Although watch out for the typos that show incorrect syntax for HTTP
headers. They show this as an example:
Content-Type: text/html; charset:ISO-8859-1;

The correct syntax is:
Content-Type: text/html; charset=ISO-8859-1

(Maybe Joshua or Julia can use their influence at Microsoft to get these
typos in an otherwise very useful article corrected?)

-----Original Message-----
From: Joshua Allen [mailto:joshuaa@microsoft.com]
Sent: Tuesday, October 23, 2001 12:40 PM
To: Anoop A V; xml-dev@lists.xml.org
Cc: Julia Jia
Subject: RE: [xml-dev] To continue parsing after a fatal error.

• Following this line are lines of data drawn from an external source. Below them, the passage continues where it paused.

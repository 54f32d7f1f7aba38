use std::time::Duration;

use async_trait::async_trait;
use shared::{
    domain::{FieldAddress, FieldValue},
    protocol::{is_device_frame, ProtocolError, SysExRequest, SysExResponse},
};
use tokio::{sync::Mutex, time::Instant};
use tracing::debug;

use super::{DeviceTransport, TransportError};

pub const DEFAULT_REQUEST_TIMEOUT: Duration = Duration::from_millis(1500);

/// Raw MIDI byte pipe to a device, one complete message per call.
#[async_trait]
pub trait MidiLink: Send + Sync {
    async fn send(&self, frame: &[u8]) -> anyhow::Result<()>;
    async fn receive(&self) -> anyhow::Result<Vec<u8>>;
}

/// [`DeviceTransport`] speaking SysEx over a [`MidiLink`]. One request is in flight at a
/// time; replies that answer an earlier, abandoned request are skipped.
pub struct SysExTransport<L> {
    link: L,
    exchange: Mutex<()>,
    timeout: Duration,
}

impl<L: MidiLink> SysExTransport<L> {
    pub fn new(link: L) -> Self {
        Self {
            link,
            exchange: Mutex::new(()),
            timeout: DEFAULT_REQUEST_TIMEOUT,
        }
    }

    pub fn with_timeout(mut self, timeout: Duration) -> Self {
        self.timeout = timeout;
        self
    }

    pub fn link(&self) -> &L {
        &self.link
    }

    async fn request(&self, request: SysExRequest) -> Result<SysExResponse, TransportError> {
        let frame = request.encode()?;
        let _exchange = self.exchange.lock().await;

        debug!(?request, "sending SysEx request");
        self.link.send(&frame).await.map_err(TransportError::Link)?;

        let deadline = Instant::now() + self.timeout;
        loop {
            let frame = match tokio::time::timeout_at(deadline, self.link.receive()).await {
                Ok(received) => received.map_err(TransportError::Link)?,
                Err(_) => return Err(TransportError::Timeout(self.timeout)),
            };
            if !is_device_frame(&frame) {
                debug!(len = frame.len(), "ignoring unrelated MIDI message");
                continue;
            }
            match request.decode_response(&frame) {
                Err(ProtocolError::UnexpectedResponse) => {
                    debug!(?request, "ignoring reply to another request");
                }
                outcome => return outcome.map_err(TransportError::from),
            }
        }
    }

    async fn values(&self, request: SysExRequest) -> Result<Vec<FieldValue>, TransportError> {
        match self.request(request).await? {
            SysExResponse::Values(values) => Ok(values),
            _ => Err(TransportError::Protocol(ProtocolError::MalformedPayload(
                "expected values in reply",
            ))),
        }
    }
}

#[async_trait]
impl<L: MidiLink> DeviceTransport for SysExTransport<L> {
    async fn handshake(&self) -> Result<String, TransportError> {
        match self.request(SysExRequest::Handshake).await? {
            SysExResponse::DeviceName(name) => Ok(name),
            _ => Err(TransportError::Protocol(ProtocolError::MalformedPayload(
                "expected device name in handshake reply",
            ))),
        }
    }

    async fn firmware_version(&self) -> Result<String, TransportError> {
        let parts = self.values(SysExRequest::FirmwareVersion).await?;
        if parts.is_empty() {
            return Err(TransportError::Protocol(ProtocolError::MalformedPayload(
                "empty firmware version",
            )));
        }
        Ok(parts
            .iter()
            .map(|part| part.to_string())
            .collect::<Vec<_>>()
            .join("."))
    }

    async fn component_counts(&self) -> Result<Vec<u16>, TransportError> {
        self.values(SysExRequest::ComponentCounts).await
    }

    async fn read(&self, address: FieldAddress) -> Result<FieldValue, TransportError> {
        let values = self.values(SysExRequest::Get(address)).await?;
        values.first().copied().ok_or(TransportError::Protocol(
            ProtocolError::MalformedPayload("empty get reply"),
        ))
    }

    async fn write(&self, address: FieldAddress, value: FieldValue) -> Result<(), TransportError> {
        self.request(SysExRequest::Set { address, value }).await?;
        Ok(())
    }
}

This error should occur with any conforming XML processor.  It is quite
likely that the error is caused by a control character in the low ASCII
range.  The only way to avoid the problem is to clean up the XML on the
way in, before it is processed by MSXML.  And unfortunately I am not
aware of a way to do this without writing code to pipe the input stream
through a scrubber before passing it to MSXML.  Julia will know if there
are any code samples existing today (I doubt it).

Thanks,
Joshua




> -----Original Message-----
> From: Anoop A V [mailto:anoop_scorpio@hotmail.com]
> Sent: Tuesday, October 23, 2001 10:51 AM
> To: xml-dev@lists.xml.org
> Subject: [xml-dev] To continue parsing after a fatal error.
> 
> Hi,
> I have an 800 MB file which I need to parse. When I do this using
MSXML
> SAX
> parser, I get a fatal error with the message "Invalid character found
in
> text content". And the parsing will be stopped. But I need to continue
> parsing the file even if an invalid character is met. I don't mind if
that
> particular node(s) is skipped. But I need to parse the whole file.
This
> file
> is not under my control, so there is no question of my being able to
edit
> this file and remove the invalid characters. Can anybody help?
> 
> Thanks.
> Anoop.